Yuan Yongzhe, Wu Yue, Gong Maoguo, Miao Qiguang, Qin A K
IEEE Trans Neural Netw Learn Syst. 2025 Jul;36(7):13291-13303. doi: 10.1109/TNNLS.2024.3476114.
The precision of unsupervised point cloud registration methods is typically limited by the lack of reliable inlier estimation and self-supervised signal, especially in partially overlapping scenarios. In this article, we propose an effective inlier estimation method for unsupervised point cloud registration by capturing geometric structure consistency between the source point cloud and its corresponding reference point cloud copy. Specifically, to obtain a high-quality reference point cloud copy, a one-nearest neighborhood (1-NN) point cloud is generated by input point cloud, which facilitates matching map construction and allows for integrating dual neighborhood matching scores of 1-NN point cloud and input point cloud to improve matching confidence. Benefiting from the high-quality reference copy, we argue that the neighborhood graph formed by inlier and its neighborhood should have consistency between source point cloud and its corresponding reference copy. Based on this observation, we construct transformation-invariant geometric structure representations and capture geometric structure consistency to score the inlier confidence for estimated correspondences between source point cloud and its reference copy. This strategy can simultaneously provide the reliable self-supervised signals for model optimization. Finally, we further calculate transformation estimation by the weighted SVD algorithm with the estimated correspondences and the corresponding inlier confidence. We train the proposed model in an unsupervised manner, and extensive experiments on synthetic and real-world datasets illustrate the effectiveness of the proposed method.
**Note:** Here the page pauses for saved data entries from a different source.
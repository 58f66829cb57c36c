//! Publish command - the build-and-publish pipeline.
//!
//! Runs the full sequence: ensure the ECR repository, validate the recipe,
//! resolve registry coordinates, authenticate, build with caching disabled,
//! tag and push, then register the Batch job definition. The first hard
//! failure aborts the run; the prune steps are best-effort.

use anyhow::Result;
use std::time::Instant;

use crate::batch::{self, ContainerProperties};
use crate::config::Config;
use crate::docker::{self, BuildArg};
use crate::recipe::Recipe;
use crate::registry;

/// Inputs for one publish run.
pub struct PublishRequest {
    /// Package name: repository, recipe, image and job-definition name.
    pub name: String,
    /// Build-time arguments passed to the image build.
    pub build_args: Vec<BuildArg>,
    /// vCPUs requested by the job definition.
    pub vcpus: u32,
    /// Memory (MiB) requested by the job definition.
    pub memory: u32,
    /// Resolve the active profile's access keys into build args.
    pub forward_credentials: bool,
}

/// Execute the publish command.
pub fn cmd_publish(request: &PublishRequest, config: &Config) -> Result<()> {
    let name = &request.name;
    let start = Instant::now();
    println!("=== Publishing '{}' ===\n", name);

    // 1. Ensure the ECR repository exists (idempotent).
    println!("Ensuring ECR repository...");
    registry::ensure_repository(config, name)?;

    // 2. Recipe preconditions. Also marks launch.sh executable.
    println!("\nValidating recipe...");
    let recipe = Recipe::locate(&config.recipes_dir, name)?;
    println!("  {}", recipe.dir.display());

    // 3. Registry coordinates, and credentials when requested.
    println!("\nResolving registry...");
    let registry_host = registry::registry_host(config)?;
    println!("  {}", registry_host);

    let mut build_args = request.build_args.clone();
    if request.forward_credentials {
        println!("  Forwarding profile '{}' credentials to the build", config.profile);
        build_args.extend(registry::profile_credentials(config)?);
    }

    // 4. Reclaim space before building.
    println!("\nPruning unused docker data...");
    docker::prune_best_effort();

    // 5. Authenticate the engine.
    println!("\nAuthenticating against {}...", registry_host);
    registry::login(config, &registry_host)?;

    // 6. Build with caching disabled, from inside the recipe directory.
    println!("\nBuilding image '{}'...", name);
    docker::build(&recipe.dir, name, &build_args)?;

    // 7. Show what was produced.
    println!();
    docker::list_images(name);

    // 8. Tag and push. A failed push aborts before registration.
    let uri = registry::image_uri(&registry_host, name);
    println!("\nPushing {}...", uri);
    docker::tag(name, &uri)?;
    docker::push(&uri)?;

    // 9. Reclaim space again.
    println!("\nPruning unused docker data...");
    docker::prune_best_effort();

    // 10. Registration comes last: a failed run must never leave a job
    // definition referencing an unpushed image.
    println!("\nRegistering job definition '{}'...", name);
    let properties = ContainerProperties {
        image: uri.clone(),
        vcpus: request.vcpus,
        memory: request.memory,
    };
    batch::register_job_definition(config, name, &properties)?;

    println!(
        "\n=== Publish complete ({:.1}s) ===",
        start.elapsed().as_secs_f64()
    );
    println!("  Image: {}", uri);
    println!(
        "  Job definition: {} ({} vCPU, {} MiB)",
        name, request.vcpus, request.memory
    );
    Ok(())
}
无监督点云配准方法的精度通常受到可靠内点估计和自监督信号缺乏的限制,特别是在部分重叠的场景中。在本文中,我们通过捕捉源点云和其对应的参考点云副本之间的几何结构一致性,提出了一种有效的无监督点云配准内点估计方法。具体来说,为了获得高质量的参考点云副本,通过输入点云生成一个单最近邻(1-NN)点云,这有助于匹配地图构建,并允许整合1-NN点云和输入点云的双邻域匹配分数以提高匹配置信度。受益于高质量的参考副本,我们认为由内点及其邻域形成的邻域图在源点云和其对应的参考副本之间应该具有一致性。基于这一观察,我们构建变换不变的几何结构表示并捕捉几何结构一致性,以对源点云和其参考副本之间估计对应关系的内点置信度进行评分。该策略可以同时为模型优化提供可靠的自监督信号。最后,我们使用加权奇异值分解(SVD)算法,根据估计的对应关系和相应的内点置信度进一步计算变换估计。我们以无监督方式训练所提出的模型,在合成数据集和真实世界数据集上的大量实验证明了所提方法的有效性。